# Driving Multiple Monitors from Macbook Pro



## ps1 (Jun 24, 2006)

I did a quick search and did see one 2006 thread on this topic but given the time lapse thought it would be worth revisiting.

Here is my setup and here is what I'd like to do:

MacBookPro 2.2Ghz Core2Duo 4G of RAM; Bluetooth Keyboard & Mouse. At the moment I run 1 external ViewSonic 19" LCD display using the external DVI attachment and utilize the MBPs screen as a secondary monitor.

What I would like to ideally do is have 2 monitors (my existing 19" monitor and buy another 19"+ flat panel) then turn off the MBPs monitor?

You may ask why I'd want to do this. While my existing setup works well I wouldn't mind refining it with two larger external monitors that would be placed side by side. The main things I do are fairly heavy document creation using Office (Word & Excel) and this would be a further productivity boost.

Now the questions:

1) Can I do this on the MBP without spending a fortune (excluding the cost of the extra monitor)? and has anyone successfully implemented the suggested measures?

2) It doesn't seem like there is good external monitor management tools available for the Mac since the native support in OSX is relatively weak (e.g., the menus for an app. still remain locked to the main monitor even if you've moved an app to your secondary monitor) - has anyone found a good tool to give you better control?


Thanks.


----------



## Adrian. (Nov 28, 2007)

You cannot do this. You will need a special video card to do such a thing. To the best of my knowledge you can only do this with a mac pro with an after market video card.

Best you can do is one with your macbook screen. I think the mbp will support up to a 24" screen? I have a 21.6" on my mbp and it is an excellent size!


----------



## Zer0tails (Oct 21, 2007)

Adrian. said:


> You cannot do this. You will need a special video card to do such a thing. To the best of my knowledge you can only do this with a mac pro with an after market video card.
> 
> Best you can do is one with your macbook screen. I think the mbp will support up to a 24" screen? I have a 21.6" on my mbp and it is an excellent size!

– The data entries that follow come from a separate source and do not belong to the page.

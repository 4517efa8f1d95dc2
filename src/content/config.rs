// Copyright (c) 2025 Fabstir
// SPDX-License-Identifier: BUSL-1.1
//! Configuration for page fetching
//!
//! Defines HTTP timeout, retry and backoff settings.

use std::env;
use std::time::Duration;

/// Default user agent sent with every page request
pub const DEFAULT_USER_AGENT: &str =
    "Mozilla/5.0 (compatible; FabstirSeoAuditor/1.0; +https://fabstir.com/bot)";

/// Configuration for page fetching
#[derive(Debug, Clone)]
pub struct FetchConfig {
    /// Timeout per HTTP attempt in seconds (default: 10)
    pub timeout_secs: u64,
    /// Retries after the first attempt for 429 and network errors (default: 3)
    pub max_retries: u32,
    /// First backoff wait in milliseconds (default: 1000)
    pub initial_backoff_ms: u64,
    /// Multiplier applied to the wait after every retry (default: 2)
    pub backoff_factor: u32,
    /// User-Agent header value
    pub user_agent: String,
    /// Allow loopback/private hosts (default: false)
    pub allow_private_hosts: bool,
}

impl FetchConfig {
    /// Load configuration from environment variables
    pub fn from_env() -> Self {
        let defaults = Self::default();
        Self {
            timeout_secs: env::var("SEO_FETCH_TIMEOUT_SECS")
                .ok()
                .and_then(|v| v.parse().ok())
                .unwrap_or(defaults.timeout_secs),
            max_retries: env::var("SEO_FETCH_MAX_RETRIES")
                .ok()
                .and_then(|v| v.parse().ok())
                .unwrap_or(defaults.max_retries)
                .min(10), // Cap at 10
            initial_backoff_ms: env::var("SEO_FETCH_INITIAL_BACKOFF_MS")
                .ok()
                .and_then(|v| v.parse().ok())
                .unwrap_or(defaults.initial_backoff_ms),
            backoff_factor: env::var("SEO_FETCH_BACKOFF_FACTOR")
                .ok()
                .and_then(|v| v.parse().ok())
                .unwrap_or(defaults.backoff_factor),
            user_agent: env::var("SEO_FETCH_USER_AGENT").unwrap_or(defaults.user_agent),
            allow_private_hosts: env::var("SEO_FETCH_ALLOW_PRIVATE_HOSTS")
                .map(|v| v.to_lowercase() == "true")
                .unwrap_or(false),
        }
    }

    /// Validate configuration values
    pub fn validate(&self) -> Result<(), String> {
        if self.timeout_secs == 0 {
            return Err("timeout_secs must be at least 1".to_string());
        }
        if self.backoff_factor == 0 {
            return Err("backoff_factor must be at least 1".to_string());
        }
        if self.user_agent.trim().is_empty() {
            return Err("user_agent must not be empty".to_string());
        }
        Ok(())
    }

    /// Per-attempt request timeout
    pub fn timeout(&self) -> Duration {
        Duration::from_secs(self.timeout_secs)
    }

    /// First backoff wait
    pub fn initial_backoff(&self) -> Duration {
        Duration::from_millis(self.initial_backoff_ms)
    }
}

impl Default for FetchConfig {
    fn default() -> Self {
        Self {
            timeout_secs: 10,
            max_retries: 3,
            initial_backoff_ms: 1000,
            backoff_factor: 2,
            user_agent: DEFAULT_USER_AGENT.to_string(),
            allow_private_hosts: false,
        }
    }
}
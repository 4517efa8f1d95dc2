// Copyright (c) 2025 Fabstir
// SPDX-License-Identifier: BUSL-1.1
pub mod audit;
pub mod keywords;

use anyhow::Result;
use clap::{Parser, Subcommand};

/// Fabstir SEO Auditor CLI
#[derive(Parser, Debug)]
#[command(name = "fabstir-seo-auditor")]
#[command(version = "0.1.0")]
#[command(about = "On-page SEO audits driven by a keyword table", long_about = None)]
pub struct Cli {
    #[command(subcommand)]
    pub command: Commands,
}

#[derive(Subcommand, Debug)]
pub enum Commands {
    /// Audit pages listed in a keyword table
    Audit(audit::AuditArgs),

    /// Show the parsed keyword table
    Keywords(keywords::KeywordsArgs),
}

/// Execute CLI command
pub async fn execute(cli: Cli) -> Result<()> {
    match cli.command {
        Commands::Audit(args) => audit::run_audit(args).await,
        Commands::Keywords(args) => keywords::show_keywords(args),
    }
}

According to Apple and what I've seen the MBP can support 30" monitors and resolution up to 2560 x 1600.


----------



## ps1 (Jun 24, 2006)

*Thanks - I'm still interested in hearing others experience*

Much appreciated that's what I suspected that given the Nvidia card onboard the MBP I'd be limited to one external monitor - which isn't bad it's just nice to have the option to boost it up.

Curious as to what others have done in terms of iMac's, Mini's in terms of looking at this issue.

Thanks.


----------



## Adrian. (Nov 28, 2007)

30" you say!


mmmmm....sounds good to me then.


----------



## Z06jerry (Mar 16, 2005)

ps1 said:


> What I would like to ideally do is have 2 monitors (my existing 19" monitor and buy another 19"+ flat panel) then turn off the MBPs monitor?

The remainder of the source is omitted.